Pubdate: Thu, 15 Aug 2013
Source: Irish Times, The (Ireland)
Copyright: 2013 The Irish Times
Author: Peter Cluskey
Page: 9


Police in Amsterdam, where "soft" drugs can be purchased legally in
more than 200 "coffee shops", have urged the city authorities to do
more to prevent young foreign tourists jumping from hotel windows and
being seriously injured or killed.

It's the first time the police have raised the issue with City Hall,
and it follows a spate of incidents this summer in which tourists
under the influence of various types of drugs have been jumping from
windows and balconies at the rate of more than one a month.

The most recent incident was less than a fortnight ago when a Swiss
man (22) was seriously hurt when he leapt from the window of his room
at a hotel on Kloveniersburgwal. He has since been flown home to
Switzerland for treatment.

In July, a tourist who according to his friends was under the
influence of psychedelic mushrooms, died in a fall from his hotel on
Marnixstraat in the Jordaan area. In May and June two more visitors
died in similar circumstances.

In several cases, passersby have been injured by the "jumpers" sometimes 
seriously. In the most high-profile case, an Australian who
jumped from a high window on busy Kerkstraat landed on a passing
Brazilian student who was left paraplegic and confined to a wheelchair
for life.

The Australian subsequently recovered, but was sentenced to three
months in jail and ordered to pay 120,000 in compensation to his victim.

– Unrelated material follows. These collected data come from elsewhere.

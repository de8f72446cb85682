//! In-memory class model filled by the upstream extraction step.
//!
//! Declarations live in one arena and are addressed by copyable ids,
//! so the collector can hold plain indices instead of references into the source tree.

use alloc::{collections::BTreeSet, string::String, vec::Vec};
use core::fmt::{self, Display, Formatter};

use crate::{
    scope::Scope,
    types::{Qualifier, Substitution, Type},
};

#[derive(Debug, Clone, Copy, PartialEq, Eq, PartialOrd, Ord, Hash)]
pub struct ClassId(u32);

#[derive(Debug, Clone, Copy, PartialEq, Eq, PartialOrd, Ord, Hash)]
pub struct MethodId(u32);

/// Declaration kinds attached by the extraction step
#[derive(Debug, Clone, Copy, PartialEq, Eq, PartialOrd, Ord, Hash)]
pub enum Tag {
    /// Plain binding method
    Provides,
    /// Contribution to a `Set` multibinding
    IntoSet,
    /// Contribution to a `Map` multibinding, returns a `(key, value)` pair
    IntoMap,
    /// Bare no-argument request for a type inside a component
    Accessor,
    /// Class that receives a generated implementation
    Component,
    /// Constructor parameter holding a nested component instance
    ComponentReference,
    /// Class constructible by its designated constructor without an explicit binding
    SelfInjectable,
}

#[derive(Debug, Clone, PartialEq, Eq)]
pub struct Location {
    pub file: String,
    pub line: u32,
    pub column: u32,
}

impl Location {
    #[inline]
    #[must_use]
    pub fn new(file: impl Into<String>, line: u32, column: u32) -> Self {
        Self {
            file: file.into(),
            line,
            column,
        }
    }
}

impl Display for Location {
    fn fmt(&self, f: &mut Formatter<'_>) -> fmt::Result {
        write!(f, "{}:{}:{}", self.file, self.line, self.column)
    }
}

#[derive(Debug, Clone, Copy, Default, PartialEq, Eq)]
pub struct Modifiers {
    pub is_abstract: bool,
    /// Not reachable from generated code
    pub is_private: bool,
}

#[derive(Debug, Clone)]
pub struct Param {
    pub name: String,
    pub ty: Type,
    pub tags: BTreeSet<Tag>,
}

impl Param {
    #[inline]
    #[must_use]
    pub fn new(name: impl Into<String>, ty: Type) -> Self {
        Self {
            name: name.into(),
            ty,
            tags: BTreeSet::new(),
        }
    }

    #[inline]
    #[must_use]
    pub fn tag(mut self, tag: Tag) -> Self {
        self.tags.insert(tag);
        self
    }

    #[inline]
    #[must_use]
    pub fn has(&self, tag: Tag) -> bool {
        self.tags.contains(&tag)
    }
}

#[derive(Debug, Clone, Default)]
pub struct Constructor {
    pub params: Vec<Param>,
}

impl Constructor {
    #[inline]
    #[must_use]
    pub fn new(params: Vec<Param>) -> Self {
        Self { params }
    }
}

#[derive(Debug, Clone)]
pub struct ClassDecl {
    pub name: String,
    pub type_params: Vec<String>,
    pub supertypes: Vec<Type>,
    pub methods: Vec<MethodId>,
    pub constructor: Option<Constructor>,
    pub tags: BTreeSet<Tag>,
    pub scope: Option<Scope>,
    pub location: Option<Location>,
}

impl ClassDecl {
    #[inline]
    #[must_use]
    pub fn new(name: impl Into<String>) -> Self {
        Self {
            name: name.into(),
            type_params: Vec::new(),
            supertypes: Vec::new(),
            methods: Vec::new(),
            constructor: None,
            tags: BTreeSet::new(),
            scope: None,
            location: None,
        }
    }

    #[inline]
    #[must_use]
    pub fn tag(mut self, tag: Tag) -> Self {
        self.tags.insert(tag);
        self
    }

    #[inline]
    #[must_use]
    pub fn scope(mut self, scope: Scope) -> Self {
        self.scope = Some(scope);
        self
    }

    #[inline]
    #[must_use]
    pub fn type_param(mut self, name: impl Into<String>) -> Self {
        self.type_params.push(name.into());
        self
    }

    #[inline]
    #[must_use]
    pub fn constructor(mut self, constructor: Constructor) -> Self {
        self.constructor = Some(constructor);
        self
    }

    #[inline]
    #[must_use]
    pub fn at(mut self, location: Location) -> Self {
        self.location = Some(location);
        self
    }

    #[inline]
    #[must_use]
    pub fn has(&self, tag: Tag) -> bool {
        self.tags.contains(&tag)
    }
}

#[derive(Debug, Clone)]
pub struct MethodDecl {
    pub name: String,
    pub owner: Option<ClassId>,
    pub params: Vec<Param>,
    pub return_type: Type,
    pub tags: BTreeSet<Tag>,
    pub modifiers: Modifiers,
    pub qualifier: Option<Qualifier>,
    pub scope: Option<Scope>,
    pub location: Option<Location>,
}

impl MethodDecl {
    #[inline]
    #[must_use]
    pub fn new(name: impl Into<String>, return_type: Type) -> Self {
        Self {
            name: name.into(),
            owner: None,
            params: Vec::new(),
            return_type,
            tags: BTreeSet::new(),
            modifiers: Modifiers::default(),
            qualifier: None,
            scope: None,
            location: None,
        }
    }

    #[inline]
    #[must_use]
    pub fn tag(mut self, tag: Tag) -> Self {
        self.tags.insert(tag);
        self
    }

    #[inline]
    #[must_use]
    pub fn param(mut self, param: Param) -> Self {
        self.params.push(param);
        self
    }

    /// Marks the declaration as abstract
    #[inline]
    #[must_use]
    pub fn without_body(mut self) -> Self {
        self.modifiers.is_abstract = true;
        self
    }

    #[inline]
    #[must_use]
    pub fn private(mut self) -> Self {
        self.modifiers.is_private = true;
        self
    }

    #[inline]
    #[must_use]
    pub fn qualifier(mut self, qualifier: Qualifier) -> Self {
        self.qualifier = Some(qualifier);
        self
    }

    #[inline]
    #[must_use]
    pub fn scope(mut self, scope: Scope) -> Self {
        self.scope = Some(scope);
        self
    }

    #[inline]
    #[must_use]
    pub fn at(mut self, location: Location) -> Self {
        self.location = Some(location);
        self
    }

    #[inline]
    #[must_use]
    pub fn has(&self, tag: Tag) -> bool {
        self.tags.contains(&tag)
    }

    #[inline]
    #[must_use]
    pub const fn is_abstract(&self) -> bool {
        self.modifiers.is_abstract
    }
}

#[derive(Debug, Clone, Default)]
pub struct Model {
    classes: Vec<ClassDecl>,
    methods: Vec<MethodDecl>,
}

impl Model {
    #[inline]
    #[must_use]
    pub const fn new() -> Self {
        Self {
            classes: Vec::new(),
            methods: Vec::new(),
        }
    }

    #[allow(clippy::cast_possible_truncation)]
    pub fn add_class(&mut self, class: ClassDecl) -> ClassId {
        let id = ClassId(self.classes.len() as u32);
        self.classes.push(class);
        id
    }

    /// Declares `method` on `owner`; declaration order is kept
    #[allow(clippy::cast_possible_truncation)]
    pub fn add_method(&mut self, owner: ClassId, mut method: MethodDecl) -> MethodId {
        let id = MethodId(self.methods.len() as u32);
        method.owner = Some(owner);
        self.methods.push(method);
        self.classes[owner.0 as usize].methods.push(id);
        id
    }

    pub fn add_supertype(&mut self, class: ClassId, supertype: Type) {
        self.classes[class.0 as usize].supertypes.push(supertype);
    }

    pub fn set_constructor(&mut self, class: ClassId, constructor: Constructor) {
        self.classes[class.0 as usize].constructor = Some(constructor);
    }

    /// # Panics
    /// Panics if `id` wasn't produced by this model
    #[inline]
    #[must_use]
    pub fn class(&self, id: ClassId) -> &ClassDecl {
        &self.classes[id.0 as usize]
    }

    /// # Panics
    /// Panics if `id` wasn't produced by this model
    #[inline]
    #[must_use]
    pub fn method(&self, id: MethodId) -> &MethodDecl {
        &self.methods[id.0 as usize]
    }

    #[inline]
    #[allow(clippy::cast_possible_truncation)]
    pub fn classes(&self) -> impl Iterator<Item = (ClassId, &ClassDecl)> {
        self.classes.iter().enumerate().map(|(index, class)| (ClassId(index as u32), class))
    }

    /// Type of the class as seen from inside its own declaration
    #[must_use]
    pub fn type_of(&self, id: ClassId) -> Type {
        let class = self.class(id);
        Type::Named {
            name: class.name.clone(),
            class: Some(id),
            args: class.type_params.iter().map(|name| Type::Param(name.clone())).collect(),
        }
    }

    #[must_use]
    pub fn parameterized(&self, id: ClassId, args: Vec<Type>) -> Type {
        Type::Named {
            name: self.class(id).name.clone(),
            class: Some(id),
            args,
        }
    }

    #[inline]
    #[must_use]
    pub fn class_name(&self, id: ClassId) -> &str {
        &self.class(id).name
    }

    /// `Owner.method` for messages
    #[must_use]
    pub fn method_path(&self, id: MethodId) -> String {
        let method = self.method(id);
        match method.owner {
            Some(owner) => alloc::format!("{}.{}", self.class_name(owner), method.name),
            None => method.name.clone(),
        }
    }

    /// Return type of `method` with the type arguments of `context` applied
    #[inline]
    #[must_use]
    pub fn return_type(&self, method: MethodId, context: &Substitution) -> Type {
        self.method(method).return_type.substitute(context)
    }

    /// Whether `sub` overrides `sup`: same name and parameter types once each side
    /// is viewed through the substitution of the class it was reached from
    #[must_use]
    pub fn overrides(&self, sub: MethodId, sub_context: &Substitution, sup: MethodId, sup_context: &Substitution) -> bool {
        if sub == sup {
            return false;
        }

        let (sub_decl, sup_decl) = (self.method(sub), self.method(sup));
        sub_decl.name == sup_decl.name
            && sub_decl.params.len() == sup_decl.params.len()
            && sub_decl
                .params
                .iter()
                .zip(&sup_decl.params)
                .all(|(left, right)| left.ty.substitute(sub_context) == right.ty.substitute(sup_context))
    }
}
use alloc::string::String;

#[derive(thiserror::Error, Debug, Clone, PartialEq, Eq)]
pub enum ScopeErrorKind {
    #[error("{class} declares scope {scope}, but its hierarchy is already scoped to {existing}")]
    Conflict { class: String, scope: String, existing: String },
    #[error("{method} is scoped to {declared}, which doesn't match the component scope {expected}")]
    Mismatch { method: String, declared: String, expected: String },
    #[error("Cannot find a component with scope {scope} to cache {class}")]
    Unresolved { class: String, scope: String },
}
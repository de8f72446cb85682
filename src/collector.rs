use alloc::{string::ToString, vec::Vec};
use tracing::{debug, info_span};

use crate::{
    binding::{AccessorPath, Binding, ContainerBinding, ContainerKind, MethodBinding},
    config::Config,
    diagnostics::{Diagnostic, Diagnostics},
    errors::{BindingErrorKind, DeclarationErrorKind, ScopeErrorKind},
    hierarchy::HierarchyWalker,
    model::{ClassId, Location, MethodDecl, MethodId, Model, Tag},
    registry::BindingRegistry,
    scope::{Scope, ScopeOwner},
    types::{Substitution, Type, TypeKey},
};

/// State shared by the whole recursive collection of one root component
#[derive(Debug, Clone, Default)]
pub struct CollectionContext {
    pub registry: BindingRegistry,
    pub diagnostics: Diagnostics,
}

impl CollectionContext {
    #[inline]
    #[must_use]
    pub const fn new() -> Self {
        Self {
            registry: BindingRegistry::new(),
            diagnostics: Diagnostics::new(),
        }
    }
}

#[derive(Clone, Copy, PartialEq, Eq)]
enum ProvidesKind {
    Plain,
    Set,
    Map,
}

impl ProvidesKind {
    fn of(method: &MethodDecl) -> Option<Self> {
        if method.has(Tag::IntoSet) {
            Some(Self::Set)
        } else if method.has(Tag::IntoMap) {
            Some(Self::Map)
        } else if method.has(Tag::Provides) {
            Some(Self::Plain)
        } else {
            None
        }
    }
}

/// What a chain looks like before its methods are collected
struct ChainSurvey {
    chain: Vec<(ClassId, Substitution)>,
    scope: Option<Scope>,
    /// Concrete methods not yet used to implement an abstract declaration
    concrete: Vec<(MethodId, Substitution)>,
}

/// Per-chain values every method of the chain is collected against
struct ChainContext<'a> {
    component: ClassId,
    is_real_component: bool,
    prefix: &'a AccessorPath,
    scope: Option<&'a Scope>,
}

/// Collects bindings declared by a component, its supertypes and its nested components
pub struct BindingCollector<'m> {
    model: &'m Model,
    config: Config,
    walker: HierarchyWalker<'m>,
}
use serde::{Deserialize, Serialize};
use serde_json::Value;
use zarrs::array::codec::{
    bytes_to_bytes::blosc::{BloscCompressionLevel, BloscCompressor, BloscShuffleMode},
    BloscCodec, BytesToBytesCodecTraits, ZstdCodec,
};

use crate::{error::MaterializationError, store::StoredCodec};

/// Per-chunk compression applied when a dataset is materialized.
///
/// Readers never need this value: the codec chain is recorded in the
/// array metadata of the store.
#[derive(Debug, Clone, PartialEq, Serialize, Deserialize)]
#[serde(tag = "id", rename_all = "snake_case")]
pub enum Codec {
    None,
    Blosc {
        cname: BloscCompressor,
        clevel: u8,
        /// `None` picks bit-shuffle for single-byte elements and byte-shuffle
        /// otherwise.
        #[serde(default, skip_serializing_if = "Option::is_none")]
        shuffle: Option<BloscShuffleMode>,
    },
    Zstd {
        level: i32,
        #[serde(default)]
        checksum: bool,
    },
}

impl Codec {
    /// Blosc with the LZ4 compressor and automatic shuffle.
    pub fn blosc_lz4(clevel: u8) -> Self {
        Codec::Blosc {
            cname: BloscCompressor::LZ4,
            clevel,
            shuffle: None,
        }
    }

    pub fn zstd(level: i32) -> Self {
        Codec::Zstd {
            level,
            checksum: false,
        }
    }

    pub fn is_compressed(&self) -> bool {
        !matches!(self, Codec::None)
    }

    /// Short human-readable form, e.g. `blosc-lz4-5`.
    pub fn label(&self) -> String {
        match self {
            Codec::None => "none".to_owned(),
            Codec::Blosc { cname, clevel, .. } => {
                let cname = serde_json::to_value(cname)
                    .ok()
                    .and_then(|value| value.as_str().map(str::to_owned))
                    .unwrap_or_else(|| format!("{cname:?}").to_lowercase());
                format!("blosc-{cname}-{clevel}")
            }
            Codec::Zstd { level, .. } => format!("zstd-{level}"),
        }
    }

    /// Was a codec chain read from array metadata written with this codec?
    ///
    /// The array-to-bytes `bytes` codec is ignored. Blosc is matched on
    /// compressor and level, zstd on level and checksum.
    pub fn matches_stored(&self, stored: &[StoredCodec]) -> bool {
        let compressors: Vec<&StoredCodec> =
            stored.iter().filter(|codec| codec.name != "bytes").collect();
        match (self, compressors.as_slice()) {
            (Codec::None, []) => true,
            (Codec::Blosc { cname, clevel, .. }, [codec]) => {
                codec.name == "blosc"
                    && codec.configuration.get("cname") == serde_json::to_value(cname).ok().as_ref()
                    && codec.configuration.get("clevel").and_then(Value::as_u64)
                        == Some(u64::from(*clevel))
            }
            (Codec::Zstd { level, checksum }, [codec]) => {
                codec.name == "zstd"
                    && codec.configuration.get("level").and_then(Value::as_i64)
                        == Some(i64::from(*level))
                    && codec
                        .configuration
                        .get("checksum")
                        .and_then(Value::as_bool)
                        .unwrap_or(false)
                        == *checksum
            }
            _ => false,
        }
    }

    /// The bytes-to-bytes codec chain for an array with `element_size` byte
    /// elements. Empty for [`Codec::None`].
    pub(crate) fn bytes_to_bytes_codecs(
        &self,
        element_size: usize,
    ) -> Result<Vec<Box<dyn BytesToBytesCodecTraits>>, MaterializationError> {
        match self {
            Codec::None => Ok(vec![]),
            Codec::Blosc {
                cname,
                clevel,
                shuffle,
            } => {
                let level = BloscCompressionLevel::try_from(*clevel).map_err(|_| {
                    MaterializationError::Codec {
                        msg: format!("blosc clevel {clevel} is out of range 0..=9"),
                    }
                })?;
                let shuffle = shuffle.unwrap_or(if element_size == 1 {
                    BloscShuffleMode::BitShuffle
                } else {
                    BloscShuffleMode::Shuffle
                });
                let codec = BloscCodec::new(*cname, level, None, shuffle, Some(element_size))
                    .map_err(|err| MaterializationError::Codec {
                        msg: err.to_string(),
                    })?;
                let codec: Box<dyn BytesToBytesCodecTraits> = Box::new(codec);
                Ok(vec![codec])
            }
            Codec::Zstd { level, checksum } => {
                let codec: Box<dyn BytesToBytesCodecTraits> =
                    Box::new(ZstdCodec::new(*level, *checksum));
                Ok(vec![codec])
            }
        }
    }
}
//! Command line front-end for the read benchmark.
//!
//! ```bash
//! readbench list
//! readbench --shape 5000x2000 --backend zarrs materialize
//! readbench --data-dir /scratch/readbench run --report report.json
//! ```
//!
//! `run` exits with a non-zero code when any combination failed or when the
//! backends disagree on the number of bytes read for a dataset.

use std::path::PathBuf;

use anyhow::{bail, Context, Result};
use clap::{Parser, Subcommand};
use log::info;
use readbench::{
    layout::parse_shape, BackendKind, BenchmarkSuite, DatasetMatrix, ElementType, Outcome,
    Shape2, SuiteConfig, SuiteReport,
};

#[derive(Parser, Debug)]
#[command(
    name = "readbench",
    version,
    about = "Benchmarks full-array reads of chunked, compressed zarr stores"
)]
struct Cli {
    /// JSON suite configuration; the options below override it
    #[arg(long, global = true, value_name = "PATH")]
    config: Option<PathBuf>,

    /// Directory the datasets are materialized in
    #[arg(long, global = true, value_name = "PATH")]
    data_dir: Option<PathBuf>,

    /// Sample asset to tile the arrays from
    #[arg(long, global = true, value_name = "PATH")]
    sample: Option<PathBuf>,

    /// Array shape, as ROWSxCOLS
    #[arg(long, global = true, value_parser = parse_shape)]
    shape: Option<Shape2>,

    #[arg(long, global = true)]
    element_type: Option<ElementType>,

    #[arg(long, global = true)]
    matrix: Option<DatasetMatrix>,

    /// Backend to run; may be repeated
    #[arg(long = "backend", global = true)]
    backends: Vec<BackendKind>,

    /// Only use the named dataset; may be repeated
    #[arg(long = "dataset", global = true)]
    datasets: Vec<String>,

    #[command(subcommand)]
    cmd: Command,
}

#[derive(Subcommand, Debug)]
enum Command {
    /// Print the selected datasets
    List,
    /// Write every selected dataset that is not on disk yet
    Materialize,
    /// Materialize and read every dataset with every backend
    Run {
        /// Write the JSON report here
        #[arg(long, value_name = "PATH")]
        report: Option<PathBuf>,
    },
}

impl Cli {
    fn suite_config(&self) -> Result<SuiteConfig> {
        let mut config = match &self.config {
            Some(path) => SuiteConfig::from_json_path(path)
                .with_context(|| format!("failed to load suite config {path:?}"))?,
            None => SuiteConfig::default(),
        };

        if let Some(data_dir) = &self.data_dir {
            config.base_data_path = data_dir.clone();
        }
        if let Some(sample) = &self.sample {
            config.sample_path = Some(sample.clone());
        }
        if let Some(shape) = self.shape {
            config.shape = shape;
        }
        if let Some(element_type) = self.element_type {
            config.element_type = element_type;
        }
        if let Some(matrix) = self.matrix {
            config.matrix = matrix;
        }
        if !self.backends.is_empty() {
            config.backends = self.backends.clone();
        }
        if !self.datasets.is_empty() {
            config.datasets = self.datasets.clone();
        }

        Ok(config)
    }
}

fn list(config: &SuiteConfig) -> Result<()> {
    let datasets = config.selected_datasets()?;
    println!(
        "{:<28} {:>14} {:>8} {:<14} {:>14}",
        "dataset", "chunk shape", "chunks", "codec", "bytes"
    );
    for spec in datasets {
        let (rows, cols) = spec.chunk_shape();
        println!(
            "{:<28} {:>14} {:>8} {:<14} {:>14}",
            spec.name,
            format!("{rows}x{cols}"),
            spec.logical_chunk_count(),
            spec.codec.label(),
            spec.nbytes()
        );
    }
    Ok(())
}

fn materialize(suite: &BenchmarkSuite) -> Result<()> {
    let results = suite.materialize_all().context("failed to load the sample")?;
    let mut failed = 0;
    for (name, result) in results {
        match result {
            Ok((path, outcome)) => println!("{name:<28} {outcome:?} {}", path.display()),
            Err(err) => {
                failed += 1;
                eprintln!("{name:<28} failed: {err}");
            }
        }
    }
    if failed > 0 {
        bail!("{failed} dataset(s) could not be materialized");
    }
    Ok(())
}

fn print_report(report: &SuiteReport) {
    println!(
        "{:<28} {:<8} {:>14} {:>10} {:>12}",
        "dataset", "backend", "bytes", "secs", "MiB/s"
    );
    for record in &report.records {
        match &record.outcome {
            Outcome::Succeeded {
                metrics,
                elapsed_secs,
            } => {
                let mib = metrics.bytes_materialized as f64 / (1024.0 * 1024.0);
                println!(
                    "{:<28} {:<8} {:>14} {:>10.3} {:>12.1}",
                    record.dataset,
                    record.backend,
                    metrics.bytes_materialized,
                    elapsed_secs,
                    mib / elapsed_secs.max(f64::EPSILON)
                );
            }
            Outcome::Failed { kind, message } => {
                println!(
                    "{:<28} {:<8} failed ({kind}): {message}",
                    record.dataset, record.backend
                );
            }
        }
    }
}

fn run(suite: &BenchmarkSuite, report_path: Option<&PathBuf>) -> Result<()> {
    let report = suite.run().context("benchmark suite aborted")?;
    print_report(&report);

    if let Some(path) = report_path {
        report
            .write_json(path)
            .with_context(|| format!("failed to write report {path:?}"))?;
        info!("report written to {path:?}");
    }

    let violations = report.consistency_violations();
    for violation in &violations {
        eprintln!(
            "backends disagree on {}: {:?}",
            violation.dataset, violation.byte_counts
        );
    }
    let failed = report.failed().count();
    if failed > 0 || !violations.is_empty() {
        bail!(
            "{failed} failed run(s), {} inconsistent dataset(s)",
            violations.len()
        );
    }
    Ok(())
}

fn main() -> Result<()> {
    env_logger::Builder::from_env(env_logger::Env::default().default_filter_or("info")).init();

    let cli = Cli::parse();
    let config = cli.suite_config()?;

    match &cli.cmd {
        Command::List => list(&config),
        Command::Materialize => materialize(&BenchmarkSuite::new(config)?),
        Command::Run { report } => run(&BenchmarkSuite::new(config)?, report.as_ref()),
    }
}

"The drugs sold in coffee shops in Amsterdam are relatively mild by
some standards, but people who are not used to them and don't know
when to stop can get into real trouble", said a police spokeswoman.
"And even mild drugs can cause psychotic episodes in some cases."

Modern hotels in central Amsterdam tend to have windows that are
sealed or which only partially open. However, older buildings housing
budget-price hostels tend to be less well protected, and these may now
come under scrutiny.

The government brought in a new restriction in 2011 under which
cannabis sold in legal coffee shops cannot contain more than 15 per
cent of its active ingredient, THC. But even at 15 per cent THC, Dutch
cannabis is considerably stronger than its overseas equivalent, so
visitors who binge can get into serious difficulties.